◆ **SUPPLIED DATA**:
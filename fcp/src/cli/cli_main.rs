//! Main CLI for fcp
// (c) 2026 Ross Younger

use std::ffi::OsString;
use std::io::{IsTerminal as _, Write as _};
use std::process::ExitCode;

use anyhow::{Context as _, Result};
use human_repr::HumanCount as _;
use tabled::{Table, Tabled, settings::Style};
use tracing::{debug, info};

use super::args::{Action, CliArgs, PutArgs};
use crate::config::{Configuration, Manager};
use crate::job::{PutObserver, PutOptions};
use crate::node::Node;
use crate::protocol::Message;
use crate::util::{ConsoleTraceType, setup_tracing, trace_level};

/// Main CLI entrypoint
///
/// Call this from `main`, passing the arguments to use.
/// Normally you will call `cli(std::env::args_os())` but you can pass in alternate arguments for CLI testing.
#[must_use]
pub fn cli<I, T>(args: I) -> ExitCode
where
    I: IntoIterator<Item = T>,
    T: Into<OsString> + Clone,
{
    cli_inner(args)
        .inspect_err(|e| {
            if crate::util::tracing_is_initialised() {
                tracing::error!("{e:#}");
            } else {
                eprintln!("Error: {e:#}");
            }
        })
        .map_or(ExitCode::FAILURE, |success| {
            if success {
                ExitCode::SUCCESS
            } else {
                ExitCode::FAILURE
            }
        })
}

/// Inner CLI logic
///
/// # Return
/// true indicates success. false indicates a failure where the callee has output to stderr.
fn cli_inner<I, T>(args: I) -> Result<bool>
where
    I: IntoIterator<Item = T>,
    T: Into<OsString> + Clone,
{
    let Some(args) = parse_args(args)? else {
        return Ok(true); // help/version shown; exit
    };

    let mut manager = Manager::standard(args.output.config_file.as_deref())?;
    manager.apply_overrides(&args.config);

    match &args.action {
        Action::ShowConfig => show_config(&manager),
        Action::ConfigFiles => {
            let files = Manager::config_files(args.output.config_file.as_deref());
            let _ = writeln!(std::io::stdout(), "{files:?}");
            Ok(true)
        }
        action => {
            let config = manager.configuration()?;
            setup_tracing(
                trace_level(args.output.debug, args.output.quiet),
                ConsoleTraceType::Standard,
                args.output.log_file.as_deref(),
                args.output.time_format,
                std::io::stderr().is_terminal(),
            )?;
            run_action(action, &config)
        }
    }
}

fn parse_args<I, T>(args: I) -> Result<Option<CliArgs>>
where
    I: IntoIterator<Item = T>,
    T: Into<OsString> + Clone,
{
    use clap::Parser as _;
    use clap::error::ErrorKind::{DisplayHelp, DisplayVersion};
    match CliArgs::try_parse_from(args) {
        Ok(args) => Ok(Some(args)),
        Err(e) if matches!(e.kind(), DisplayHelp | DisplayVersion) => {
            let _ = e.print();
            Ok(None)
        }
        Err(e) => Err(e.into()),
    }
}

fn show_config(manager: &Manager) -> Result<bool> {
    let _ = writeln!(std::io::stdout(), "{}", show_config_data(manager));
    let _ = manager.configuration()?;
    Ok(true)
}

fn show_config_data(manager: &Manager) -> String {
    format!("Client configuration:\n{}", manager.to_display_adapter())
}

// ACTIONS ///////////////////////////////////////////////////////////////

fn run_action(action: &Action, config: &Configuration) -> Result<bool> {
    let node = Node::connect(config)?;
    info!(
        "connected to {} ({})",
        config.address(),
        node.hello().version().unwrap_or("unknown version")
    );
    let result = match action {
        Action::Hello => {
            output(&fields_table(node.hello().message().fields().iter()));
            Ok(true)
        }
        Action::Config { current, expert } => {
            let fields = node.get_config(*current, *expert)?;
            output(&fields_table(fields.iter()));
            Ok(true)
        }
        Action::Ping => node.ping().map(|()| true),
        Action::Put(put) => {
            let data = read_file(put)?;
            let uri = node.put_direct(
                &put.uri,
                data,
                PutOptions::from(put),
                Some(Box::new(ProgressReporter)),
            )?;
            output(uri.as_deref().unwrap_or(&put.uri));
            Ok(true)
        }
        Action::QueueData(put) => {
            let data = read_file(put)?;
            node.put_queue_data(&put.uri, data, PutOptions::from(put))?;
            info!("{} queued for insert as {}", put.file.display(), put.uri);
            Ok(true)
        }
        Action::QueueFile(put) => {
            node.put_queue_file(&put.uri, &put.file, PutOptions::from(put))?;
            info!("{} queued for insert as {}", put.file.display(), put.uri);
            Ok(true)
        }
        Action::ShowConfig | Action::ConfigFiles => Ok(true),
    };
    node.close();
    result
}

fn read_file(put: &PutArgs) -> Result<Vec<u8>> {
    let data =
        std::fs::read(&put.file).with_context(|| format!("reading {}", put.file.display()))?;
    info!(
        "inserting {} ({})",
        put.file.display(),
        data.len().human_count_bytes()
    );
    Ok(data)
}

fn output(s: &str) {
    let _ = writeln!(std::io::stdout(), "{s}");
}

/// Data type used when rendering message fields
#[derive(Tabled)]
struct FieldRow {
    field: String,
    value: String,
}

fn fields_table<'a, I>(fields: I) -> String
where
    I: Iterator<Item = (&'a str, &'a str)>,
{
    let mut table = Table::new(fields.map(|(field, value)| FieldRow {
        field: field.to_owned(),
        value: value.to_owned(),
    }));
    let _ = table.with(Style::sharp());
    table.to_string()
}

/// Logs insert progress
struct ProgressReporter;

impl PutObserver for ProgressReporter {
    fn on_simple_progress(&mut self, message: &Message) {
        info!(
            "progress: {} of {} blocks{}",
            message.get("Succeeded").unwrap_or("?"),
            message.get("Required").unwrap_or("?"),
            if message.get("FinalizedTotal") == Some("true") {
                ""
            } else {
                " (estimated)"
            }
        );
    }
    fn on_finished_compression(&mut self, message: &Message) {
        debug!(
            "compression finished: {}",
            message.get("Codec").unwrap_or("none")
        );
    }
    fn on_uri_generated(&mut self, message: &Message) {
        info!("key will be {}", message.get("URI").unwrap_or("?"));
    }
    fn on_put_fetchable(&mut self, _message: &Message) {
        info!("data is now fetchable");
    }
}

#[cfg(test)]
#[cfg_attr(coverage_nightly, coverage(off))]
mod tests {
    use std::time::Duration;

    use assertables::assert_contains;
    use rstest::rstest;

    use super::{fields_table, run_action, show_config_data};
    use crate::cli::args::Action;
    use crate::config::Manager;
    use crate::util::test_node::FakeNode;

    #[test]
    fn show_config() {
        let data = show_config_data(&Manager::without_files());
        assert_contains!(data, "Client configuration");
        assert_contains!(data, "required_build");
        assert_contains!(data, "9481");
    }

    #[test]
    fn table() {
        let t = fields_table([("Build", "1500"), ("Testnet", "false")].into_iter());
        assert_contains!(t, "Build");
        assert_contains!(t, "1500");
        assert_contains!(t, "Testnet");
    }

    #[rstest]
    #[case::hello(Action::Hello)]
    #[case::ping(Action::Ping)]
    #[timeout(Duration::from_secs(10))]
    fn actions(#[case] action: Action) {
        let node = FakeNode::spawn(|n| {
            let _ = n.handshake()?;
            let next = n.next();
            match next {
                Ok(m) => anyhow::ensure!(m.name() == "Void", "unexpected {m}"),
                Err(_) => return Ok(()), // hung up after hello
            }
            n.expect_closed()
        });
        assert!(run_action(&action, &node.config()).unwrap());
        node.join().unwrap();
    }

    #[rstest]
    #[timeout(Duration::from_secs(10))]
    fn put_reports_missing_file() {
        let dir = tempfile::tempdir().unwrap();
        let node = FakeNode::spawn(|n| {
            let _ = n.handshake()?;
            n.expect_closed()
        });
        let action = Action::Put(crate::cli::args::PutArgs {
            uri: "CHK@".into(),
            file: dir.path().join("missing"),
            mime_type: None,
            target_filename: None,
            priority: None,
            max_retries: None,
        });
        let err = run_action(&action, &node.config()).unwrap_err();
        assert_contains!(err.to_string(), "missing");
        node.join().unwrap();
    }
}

* * *

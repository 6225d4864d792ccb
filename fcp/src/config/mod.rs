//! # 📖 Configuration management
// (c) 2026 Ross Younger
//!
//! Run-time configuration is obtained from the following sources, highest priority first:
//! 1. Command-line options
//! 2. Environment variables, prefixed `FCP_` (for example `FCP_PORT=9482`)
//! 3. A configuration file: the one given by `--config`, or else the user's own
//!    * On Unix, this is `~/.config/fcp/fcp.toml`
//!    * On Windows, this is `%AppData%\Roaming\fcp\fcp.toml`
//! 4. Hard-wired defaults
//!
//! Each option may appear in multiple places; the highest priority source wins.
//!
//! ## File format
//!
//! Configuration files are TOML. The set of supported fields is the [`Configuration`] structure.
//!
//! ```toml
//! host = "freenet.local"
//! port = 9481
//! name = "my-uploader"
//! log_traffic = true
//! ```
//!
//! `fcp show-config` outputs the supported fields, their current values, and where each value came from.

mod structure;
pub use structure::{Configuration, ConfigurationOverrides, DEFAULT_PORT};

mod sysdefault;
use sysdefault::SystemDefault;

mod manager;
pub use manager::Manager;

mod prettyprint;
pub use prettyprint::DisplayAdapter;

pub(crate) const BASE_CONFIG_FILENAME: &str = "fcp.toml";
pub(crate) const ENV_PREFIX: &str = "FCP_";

◆ **REQUIRED ACTION**:
From the entries above, write out only the lines starting at the line that holds "mod manager;" and ending at the line that holds "pub(crate) const ENV_PREFIX: &str", keeping both and matching them exactly.

◆ **TASK OUTPUT**:
mod manager;
pub use manager::Manager;

mod prettyprint;
pub use prettyprint::DisplayAdapter;

pub(crate) const BASE_CONFIG_FILENAME: &str = "fcp.toml";
pub(crate) const ENV_PREFIX: &str = "FCP_";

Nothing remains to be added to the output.